Sure enough, toward the very end of her book one of Elizabeth’s characters declares to the protagonist, “Did you ever hear of the Isles of Shoals?” and
in her acknowledgements Elizabeth states, “I was most helped by…the unpublished but thorough “Tales of Mantinicus Island.” Ah-ha! Full circle. You can imagine I will be trying to get my hands on that.

But meanwhile, what pertinence for us all? As a gardener I am most intrigued by the sheer contemplation of these stalwart rugged islanders, described in both texts, who would relish not only growing their own food on a slim island in the Atlantic Ocean, but I also find myself asking what must they have been made of to long for such isolation and solitude and separation and survival challenges?

Gilbert’s book Stern Men traces a young woman’s life on an imaginary island off the coast of Maine, hardly concerned with gardening, but with uncovering the story of her life, her parents’ lives and where she fits as a woman into that rugged fishing community.

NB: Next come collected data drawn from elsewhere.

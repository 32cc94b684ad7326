//! Planar geometry over latitude/longitude pairs.
//!
//! Everything here treats coordinates as points on a flat plane. That is
//! good enough for a campus a few hundred metres across and keeps the
//! math deterministic; it is not a geodesic library.
//!
//! ```
//! use roomfinder_logic::geometry::{point_in_polygon, LatLon};
//!
//! let square = [
//!     LatLon::new(0.0, 0.0),
//!     LatLon::new(0.0, 10.0),
//!     LatLon::new(10.0, 10.0),
//!     LatLon::new(10.0, 0.0),
//! ];
//! assert!(point_in_polygon(LatLon::new(5.0, 5.0), &square));
//! assert!(!point_in_polygon(LatLon::new(20.0, 20.0), &square));
//! ```

use serde::{Deserialize, Serialize};

use crate::error::{Error, Result};

/// Metres covered by one degree, applied to both axes.
pub const METERS_PER_DEGREE: f64 = 111_000.0;

/// A latitude/longitude pair in decimal degrees.
#[derive(Debug, Clone, Copy, PartialEq, Serialize, Deserialize)]
pub struct LatLon {
    pub lat: f64,
    pub lon: f64,
}

impl LatLon {
    pub const fn new(lat: f64, lon: f64) -> Self {
        Self { lat, lon }
    }

    pub fn is_finite(&self) -> bool {
        self.lat.is_finite() && self.lon.is_finite()
    }

    /// Reject NaN/infinite coordinates instead of letting them leak into math.
    pub fn ensure_finite(&self) -> Result<()> {
        if self.is_finite() {
            Ok(())
        } else {
            Err(Error::InvalidCoordinate {
                lat: self.lat,
                lon: self.lon,
            })
        }
    }
}

/// Axis-aligned bounding box. `min` holds the south-west corner.
#[derive(Debug, Clone, Copy, PartialEq, Serialize, Deserialize)]
pub struct Bounds {
    pub min: LatLon,
    pub max: LatLon,
}

impl Bounds {
    /// The whole globe. Used as the permissive default envelope.
    pub const WORLD: Bounds = Bounds {
        min: LatLon::new(-90.0, -180.0),
        max: LatLon::new(90.0, 180.0),
    };

    /// Inclusive containment test.
    pub fn contains(&self, p: LatLon) -> bool {
        p.lat >= self.min.lat && p.lat <= self.max.lat && p.lon >= self.min.lon && p.lon <= self.max.lon
    }

    pub fn center(&self) -> LatLon {
        LatLon::new(
            (self.min.lat + self.max.lat) / 2.0,
            (self.min.lon + self.max.lon) / 2.0,
        )
    }
}

impl Default for Bounds {
    fn default() -> Self {
        Self::WORLD
    }
}

// ── Point in polygon ────────────────────────────────────────────────────

/// Even-odd ray casting with latitude as y and longitude as x.
///
/// Points lying exactly on an edge or a vertex are **inside**. A polygon
/// with fewer than three vertices (after dropping an explicit closing
/// vertex) encloses nothing and always returns `false`.
///
/// The answer depends only on the set of edges, so any cyclic rotation of
/// `polygon` gives the same result.
pub fn point_in_polygon(point: LatLon, polygon: &[LatLon]) -> bool {
    let ring = open_ring(polygon);
    let n = ring.len();
    if n < 3 || !point.is_finite() {
        return false;
    }

    let (x, y) = (point.lon, point.lat);
    let mut inside = false;
    let mut j = n - 1;
    for i in 0..n {
        let (xi, yi) = (ring[i].lon, ring[i].lat);
        let (xj, yj) = (ring[j].lon, ring[j].lat);

        if on_segment(x, y, xi, yi, xj, yj) {
            return true;
        }

        if (yi > y) != (yj > y) {
            let x_cross = (xj - xi) * (y - yi) / (yj - yi) + xi;
            if x < x_cross {
                inside = !inside;
            }
        }
        j = i;
    }
    inside
}

/// Strip a trailing vertex that repeats the first one.
pub(crate) fn open_ring(polygon: &[LatLon]) -> &[LatLon] {
    match (polygon.first(), polygon.last()) {
        (Some(first), Some(last)) if polygon.len() > 1 && first == last => {
            &polygon[..polygon.len() - 1]
        }
        _ => polygon,
    }
}

/// Exact collinearity plus bounding-box check. No tolerance on purpose: the
/// same inputs must always give the same answer.
fn on_segment(x: f64, y: f64, xi: f64, yi: f64, xj: f64, yj: f64) -> bool {
    let cross = (xj - xi) * (y - yi) - (yj - yi) * (x - xi);
    cross == 0.0 && x >= xi.min(xj) && x <= xi.max(xj) && y >= yi.min(yj) && y <= yi.max(yj)
}

// ── Distance ────────────────────────────────────────────────────────────

/// Approximate distance in kilometres between two points.
///
/// Scales the raw degree delta by [`METERS_PER_DEGREE`] on both axes and
/// takes the Euclidean norm. Only meaningful over sub-kilometre campus
/// distances near the equator; error grows with latitude and span.
pub fn planar_distance_km(a: LatLon, b: LatLon) -> Result<f64> {
    a.ensure_finite()?;
    b.ensure_finite()?;
    let dlat = a.lat - b.lat;
    let dlon = a.lon - b.lon;
    Ok(dlat.hypot(dlon) * METERS_PER_DEGREE / 1000.0)
}

// ── Bounding boxes ──────────────────────────────────────────────────────

/// Smallest box containing every point.
pub fn bounds_of(points: &[LatLon]) -> Result<Bounds> {
    let (first, rest) = points
        .split_first()
        .ok_or(Error::EmptyInput("bounds_of needs at least one point"))?;
    first.ensure_finite()?;

    let mut bounds = Bounds {
        min: *first,
        max: *first,
    };
    for p in rest {
        p.ensure_finite()?;
        bounds.min.lat = bounds.min.lat.min(p.lat);
        bounds.min.lon = bounds.min.lon.min(p.lon);
        bounds.max.lat = bounds.max.lat.max(p.lat);
        bounds.max.lon = bounds.max.lon.max(p.lon);
    }
    Ok(bounds)
}

#[cfg(test)]
mod tests {
    use super::*;
    use rand::rngs::StdRng;
    use rand::{Rng, SeedableRng};

    fn square() -> Vec<LatLon> {
        vec![
            LatLon::new(0.0, 0.0),
            LatLon::new(0.0, 10.0),
            LatLon::new(10.0, 10.0),
            LatLon::new(10.0, 0.0),
        ]
    }

    #[test]
    fn test_inside_and_outside_square() {
        let poly = square();
        assert!(point_in_polygon(LatLon::new(5.0, 5.0), &poly));
        assert!(!point_in_polygon(LatLon::new(20.0, 20.0), &poly));
        assert!(!point_in_polygon(LatLon::new(-0.1, 5.0), &poly));
    }

    #[test]
    fn test_edges_and_vertices_are_inside() {
        let poly = square();
        assert!(point_in_polygon(LatLon::new(0.0, 5.0), &poly));
        assert!(point_in_polygon(LatLon::new(10.0, 5.0), &poly));
        assert!(point_in_polygon(LatLon::new(5.0, 10.0), &poly));
        assert!(point_in_polygon(LatLon::new(10.0, 10.0), &poly));
        assert!(point_in_polygon(LatLon::new(0.0, 0.0), &poly));
    }

    #[test]
    fn test_degenerate_polygon_is_outside() {
        let line = [LatLon::new(0.0, 0.0), LatLon::new(10.0, 10.0)];
        assert!(!point_in_polygon(LatLon::new(5.0, 5.0), &line));
        assert!(!point_in_polygon(LatLon::new(0.0, 0.0), &[]));

        // Three entries but explicitly closed: only two distinct vertices.
        let closed_line = [
            LatLon::new(0.0, 0.0),
            LatLon::new(10.0, 10.0),
            LatLon::new(0.0, 0.0),
        ];
        assert!(!point_in_polygon(LatLon::new(5.0, 5.0), &closed_line));
    }

    #[test]
    fn test_explicitly_closed_ring_matches_open_ring() {
        let open = square();
        let mut closed = open.clone();
        closed.push(open[0]);
        for p in [
            LatLon::new(5.0, 5.0),
            LatLon::new(0.0, 3.0),
            LatLon::new(11.0, 3.0),
        ] {
            assert_eq!(point_in_polygon(p, &open), point_in_polygon(p, &closed));
        }
    }

    #[test]
    fn test_concave_polygon() {
        // U shape opening north.
        let u = [
            LatLon::new(0.0, 0.0),
            LatLon::new(0.0, 9.0),
            LatLon::new(9.0, 9.0),
            LatLon::new(9.0, 6.0),
            LatLon::new(3.0, 6.0),
            LatLon::new(3.0, 3.0),
            LatLon::new(9.0, 3.0),
            LatLon::new(9.0, 0.0),
        ];
        assert!(point_in_polygon(LatLon::new(1.0, 4.5), &u));
        assert!(!point_in_polygon(LatLon::new(6.0, 4.5), &u));
        assert!(point_in_polygon(LatLon::new(6.0, 1.5), &u));
    }

    #[test]
    fn test_rotation_invariance_sweep() {
        let mut rng = StdRng::seed_from_u64(7);
        for _ in 0..200 {
            let n = rng.gen_range(3..9);
            let poly: Vec<LatLon> = (0..n)
                .map(|_| LatLon::new(rng.gen_range(-5.0..5.0), rng.gen_range(-5.0..5.0)))
                .collect();
            let p = LatLon::new(rng.gen_range(-6.0..6.0), rng.gen_range(-6.0..6.0));
            let expected = point_in_polygon(p, &poly);
            for shift in 1..n {
                let mut rotated = poly.clone();
                rotated.rotate_left(shift);
                assert_eq!(point_in_polygon(p, &rotated), expected);
            }
        }
    }

    #[test]
    fn test_nan_point_is_outside() {
        assert!(!point_in_polygon(LatLon::new(f64::NAN, 5.0), &square()));
    }

    #[test]
    fn test_distance_one_km_north() {
        let d = planar_distance_km(LatLon::new(0.0, 0.0), LatLon::new(0.009, 0.0)).unwrap();
        assert!((d - 0.999).abs() < 1e-9);
    }

    #[test]
    fn test_distance_symmetry_and_zero_sweep() {
        let mut rng = StdRng::seed_from_u64(42);
        for _ in 0..500 {
            let a = LatLon::new(rng.gen_range(-1.0..1.0), rng.gen_range(36.0..38.0));
            let b = LatLon::new(rng.gen_range(-1.0..1.0), rng.gen_range(36.0..38.0));
            let ab = planar_distance_km(a, b).unwrap();
            let ba = planar_distance_km(b, a).unwrap();
            assert_eq!(ab, ba);
            assert!(ab >= 0.0 && !ab.is_nan());
            assert_eq!(ab == 0.0, a == b);
            assert_eq!(planar_distance_km(a, a).unwrap(), 0.0);
        }
    }

    #[test]
    fn test_distance_rejects_non_finite() {
        let err = planar_distance_km(LatLon::new(f64::INFINITY, 0.0), LatLon::new(0.0, 0.0));
        assert!(matches!(err, Err(Error::InvalidCoordinate { .. })));
    }

    #[test]
    fn test_bounds_of_points() {
        let b = bounds_of(&[
            LatLon::new(1.0, 5.0),
            LatLon::new(-2.0, 7.0),
            LatLon::new(0.5, 4.0),
        ])
        .unwrap();
        assert_eq!(b.min, LatLon::new(-2.0, 4.0));
        assert_eq!(b.max, LatLon::new(1.0, 7.0));
        assert!(b.contains(LatLon::new(0.0, 6.0)));
        assert_eq!(b.center(), LatLon::new(-0.5, 5.5));
    }

    #[test]
    fn test_bounds_of_empty_fails() {
        assert!(matches!(bounds_of(&[]), Err(Error::EmptyInput(_))));
    }

    #[test]
    fn test_bounds_of_non_finite_fails() {
        let err = bounds_of(&[LatLon::new(0.0, 0.0), LatLon::new(f64::NAN, 1.0)]);
        assert!(matches!(err, Err(Error::InvalidCoordinate { .. })));
    }
}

Through Gilbert’s well-developed though quirky characters we learn much about these islander inhabitants, most likely unchanged for centuries.

Thaxter in Among the Isles of Shoals provides a much more in-depth look at the environ in which she found herself from an early age, where we have already learned, that at age five she started her first garden. My earlier review of An Island Garden details these activities. This final book of her life paints with broad brush strokes the fascinating life of yet another young woman–herself!– among strong men whose lives are tied irrevocably to the ocean. I was so struck by her telling of a storm so fierce one winter that she’d heard of a flock of sheep that had been buried in snow for several days and all but one survived. Yet Thaxter’s love for these islands, her garden and the people who lived among her is evident on every page, and we are privileged to share her view.

As unlikely a pair of books as these seem, they are actually fine companions and one would be well advised to read them back to back. I loved both these books for the insights they offer into another time and place, part of the American heritage and a reminder of what was sown before we arrived, making all we count as our blessings possible.

Spring blessings!
Kathryn

Postscript: Thank you to both Houghton Mifflin and University Press of New England for their kind assistance with covers!